Iceland: Up To 130 Meter High Lava Fountains

Iceland - The Holuhraun fissure eruption this morning1
The Holuhraun fissure eruption this morning. Steam is rising up, partly due to heavy rain.(picture: Dr. Armann Hoskuldsson/University of Iceland´s Institute of Earth Sciences)

Up to 130 meter high lava fountains (RUV, Sep 4, 2014):

Robust activity has been seen in the Holuhraun lava eruption this morning, says volcanologist Armann Hoskuldsson who is monitoring the event. “The highest lava fountains rise up to 130 meters from the craters,” he says.

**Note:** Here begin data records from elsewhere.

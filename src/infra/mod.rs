pub mod http_client;
pub mod static_http;

pub use http_client::ReqwestHttp;
pub use static_http::StaticHttp;
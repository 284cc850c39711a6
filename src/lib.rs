pub mod apis;
pub mod config;
pub mod constants;
pub mod error;
pub mod logging;
pub mod serial_no;
pub mod types;

// Layered boundaries for application and infrastructure
pub mod app;
pub mod infra;

pub mod observability;

pub use error::{Result, ScraperError};
pub use serial_no::{parse_serial_no, SerialNoParser};
pub use types::{JavInfo, JavRecord, Language, VideoApi};
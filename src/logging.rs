use crate::config::LoggingConfig;
use std::fs;
use tracing_appender::non_blocking::WorkerGuard;
use tracing_subscriber::{fmt, prelude::*, EnvFilter};

/// Initializes the logging system with both console and file output.
///
/// The returned guard flushes the file writer when dropped, so keep it alive
/// for the lifetime of the program.
pub fn init_logging(config: &LoggingConfig) -> WorkerGuard {
    // Ensure logs directory exists
    let _ = fs::create_dir_all(&config.directory);

    // Create a non-blocking file appender for daily log rotation
    let file_appender = tracing_appender::rolling::daily(&config.directory, &config.file_prefix);
    let (non_blocking_writer, guard) = tracing_appender::non_blocking(file_appender);

    // Create a JSON layer for file logging
    let file_layer = fmt::layer().json().with_writer(non_blocking_writer);

    // Console output goes to stderr so stdout stays clean for results
    let console_layer = fmt::layer().with_writer(std::io::stderr);

    let filter = EnvFilter::try_from_default_env().unwrap_or_else(|_| EnvFilter::new("jav_scraper=info"));

    // Set the global default subscriber
    tracing_subscriber::registry()
        .with(filter)
        .with(file_layer)
        .with(console_layer)
        .init();

    guard
}
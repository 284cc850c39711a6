use thiserror::Error;

#[derive(Error, Debug)]
pub enum ScraperError {
    #[error("HTTP request failed: {0}")]
    Http(#[from] reqwest::Error),

    #[error("JSON serialization failed: {0}")]
    Json(#[from] serde_json::Error),

    #[error("TOML deserialization failed: {0}")]
    Toml(#[from] toml::de::Error),

    #[error("I/O error: {0}")]
    Io(#[from] std::io::Error),

    #[error("Image decoding failed: {0}")]
    Image(#[from] image::ImageError),

    #[error("Configuration error: {0}")]
    Config(String),

    #[error("Missing required field: {0}")]
    MissingField(String),

    #[error("Unexpected HTTP status {status} from {url}")]
    UnexpectedStatus { url: String, status: u16 },

    #[error("Search result {found} does not match requested serial number {expected}")]
    KeywordMismatch { expected: String, found: String },

    #[error("Not implemented: {0}")]
    NotImplemented(String),

    #[error("Unsupported language: {0} (expected one of zh, cn, ja)")]
    UnsupportedLanguage(String),

    #[error("API error: {message}")]
    Api { message: String },

    #[error("Environment variable error: {0}")]
    Env(#[from] std::env::VarError),
}

pub type Result<T> = std::result::Result<T, ScraperError>;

The new lava field is now estimated to be 11 – 12 square kilometers in size.

“We returned to the fissure early this morning and saw considerable volcanic activity at around 7 AM,” says Dr. Hoskuldsson. He and other scientists spent the night at a mountain hut nearby, after an evacuation was ordered yesterday when volcanic tremor was detected in the area, leading to fears that a subglacial eruption was imminent. “The main craters are now very active and the lava fountains from them rise up to 120 – 130 meter height,” he says.

The new lava from the fissure now extends to about 11 – 12 square kilometres says dr. Hoskuldsson. “It´s been robust in the last hours and lava has been flowing westward by about 300 meters. The fissure itself has not changed much however; it´s still 1.7 – 1.8 kilometer long,” he says.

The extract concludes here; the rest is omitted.